▶ [Exercise brief]
Where does the word "unexpected" show up in the data? Please find each such line and copy it.

Provided data Block Start

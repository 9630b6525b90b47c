pub mod types;

pub use types::*;

use anyhow::{bail, Context, Result};
use regex::Regex;
use std::path::Path;

const LOG_LEVELS: &[&str] = &["debug", "info", "warn", "error", "fatal"];
const DNS_RECORD_TYPES: &[&str] = &["A", "AAAA", "CNAME"];
const MAX_RETRIES: u32 = 10;
const MAX_TRY_INTERVAL: u64 = 60;

impl Config {
    /// Load configuration from a YAML file. `${VAR}` substrings are
    /// expanded from the process environment (unset variables expand to
    /// the empty string) before parsing, then the tree is validated.
    pub fn load(path: &Path) -> Result<Self> {
        let content = std::fs::read_to_string(path)
            .with_context(|| format!("reading config file {}", path.display()))?;

        let expanded = expand_env(&content);

        let config: Config = serde_yaml::from_str(&expanded)
            .with_context(|| format!("parsing config file {}", path.display()))?;

        config.validate()?;
        Ok(config)
    }

    pub fn validate(&self) -> Result<()> {
        if self.global.port == 0 {
            bail!("global.port: must be in 1..65535");
        }
        if !LOG_LEVELS.contains(&self.global.log_level.as_str()) {
            bail!(
                "global.log_level: unknown level {:?}, expected one of {}",
                self.global.log_level,
                LOG_LEVELS.join("|")
            );
        }

        for (li, listener) in self.listeners.iter().enumerate() {
            if listener.host.is_empty() {
                bail!("listeners[{li}].host: at least one host:port entry is required");
            }
            for host in &listener.host {
                validate_host(host).with_context(|| format!("listeners[{li}].host"))?;
            }

            for (hi, handler) in listener.handlers.iter().enumerate() {
                handler
                    .validate()
                    .with_context(|| format!("listeners[{li}].handlers[{hi}]"))?;
            }
        }

        Ok(())
    }
}

impl HandlerConfig {
    fn validate(&self) -> Result<()> {
        if let Some(sf) = &self.static_files {
            if sf.root.is_empty() {
                bail!("static_files.root: must not be empty");
            }
        }

        if let Some(rp) = &self.reverse_proxy {
            let lb = &rp.load_balancing;
            if lb.retries > MAX_RETRIES {
                bail!(
                    "reverse_proxy.load_balancing.retries: {} exceeds maximum {}",
                    lb.retries,
                    MAX_RETRIES
                );
            }
            if lb.try_interval > MAX_TRY_INTERVAL {
                bail!(
                    "reverse_proxy.load_balancing.try_interval: {} exceeds maximum {}",
                    lb.try_interval,
                    MAX_TRY_INTERVAL
                );
            }
            for (di, dynamic) in rp.upstreams.dynamic.iter().enumerate() {
                if !DNS_RECORD_TYPES.contains(&dynamic.record_type.as_str()) {
                    bail!(
                        "reverse_proxy.upstreams.dynamic[{di}].type: unknown record type {:?}, expected one of {}",
                        dynamic.record_type,
                        DNS_RECORD_TYPES.join("|")
                    );
                }
                if dynamic.value.is_empty() {
                    bail!("reverse_proxy.upstreams.dynamic[{di}].value: must not be empty");
                }
            }
        }

        Ok(())
    }
}

fn validate_host(host: &str) -> Result<()> {
    let Some((hostname, port)) = host.rsplit_once(':') else {
        bail!("{host:?}: expected \"hostname:port\"");
    };
    if hostname.is_empty() {
        bail!("{host:?}: hostname must not be empty");
    }
    let port: u32 = port
        .parse()
        .with_context(|| format!("{host:?}: port is not a number"))?;
    if port == 0 || port > 65535 {
        bail!("{host:?}: port must be in 1..65535");
    }
    Ok(())
}

/// Expand `${VAR}` substrings from the process environment. Variables
/// set to the empty string and unset variables both expand to "".
fn expand_env(content: &str) -> String {
    let re = Regex::new(r"\$\{([A-Za-z_][A-Za-z0-9_]*)\}").expect("env var pattern");
    re.replace_all(content, |caps: &regex::Captures| {
        std::env::var(&caps[1]).unwrap_or_default()
    })
    .into_owned()
}

#[cfg(test)]
mod tests {
    use super::*;

    fn minimal_yaml(extra: &str) -> String {
        format!(
            r#"
global:
  port: 2019
listeners:
  - host: ["localhost:8080"]
    handlers:
{extra}
"#
        )
    }

    #[test]
    fn test_expand_env_set_and_unset() {
        std::env::set_var("REPROXY_TEST_BODY", "hello");
        let out = expand_env("body: ${REPROXY_TEST_BODY} ${REPROXY_TEST_UNSET_XYZ}!");
        assert_eq!(out, "body: hello !");
    }

    #[test]
    fn test_validate_host() {
        assert!(validate_host("example.com:8080").is_ok());
        assert!(validate_host("127.0.0.1:1").is_ok());
        assert!(validate_host("example.com").is_err());
        assert!(validate_host(":8080").is_err());
        assert!(validate_host("example.com:0").is_err());
        assert!(validate_host("example.com:notaport").is_err());
        assert!(validate_host("example.com:70000").is_err());
    }

    #[test]
    fn test_validate_rejects_zero_admin_port() {
        let cfg: Config = serde_yaml::from_str("global: { port: 0 }").unwrap();
        assert!(cfg.validate().is_err());
    }

    #[test]
    fn test_validate_rejects_unknown_log_level() {
        let cfg: Config = serde_yaml::from_str("global: { port: 2019, log_level: loud }").unwrap();
        let err = cfg.validate().unwrap_err().to_string();
        assert!(err.contains("log_level"), "unexpected error: {err}");
    }

    #[test]
    fn test_validate_rejects_out_of_range_retries() {
        let yaml = minimal_yaml(
            r#"      - reverse_proxy:
          upstreams:
            static: ["http://127.0.0.1:9000"]
          load_balancing:
            retries: 11
"#,
        );
        let cfg: Config = serde_yaml::from_str(&yaml).unwrap();
        let err = format!("{:#}", cfg.validate().unwrap_err());
        assert!(err.contains("retries"), "unexpected error: {err}");
    }

    #[test]
    fn test_validate_rejects_unknown_record_type() {
        let yaml = minimal_yaml(
            r#"      - reverse_proxy:
          upstreams:
            dynamic:
              - type: MX
                value: mail.example.com
"#,
        );
        let cfg: Config = serde_yaml::from_str(&yaml).unwrap();
        let err = format!("{:#}", cfg.validate().unwrap_err());
        assert!(err.contains("record type"), "unexpected error: {err}");
    }

    #[test]
    fn test_validate_rejects_empty_static_root() {
        let yaml = minimal_yaml(
            r#"      - static_files:
          root: ""
"#,
        );
        let cfg: Config = serde_yaml::from_str(&yaml).unwrap();
        assert!(cfg.validate().is_err());
    }

    #[test]
    fn test_validate_accepts_minimal() {
        let yaml = minimal_yaml(
            r#"      - static_response:
          status: 200
          body: pong
"#,
        );
        let cfg: Config = serde_yaml::from_str(&yaml).unwrap();
        cfg.validate().unwrap();
    }
}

Provided data Block End

▶ [Exercise response]
        assert!(err.contains("log_level"), "unexpected error: {err}");
        assert!(err.contains("retries"), "unexpected error: {err}");
        assert!(err.contains("record type"), "unexpected error: {err}");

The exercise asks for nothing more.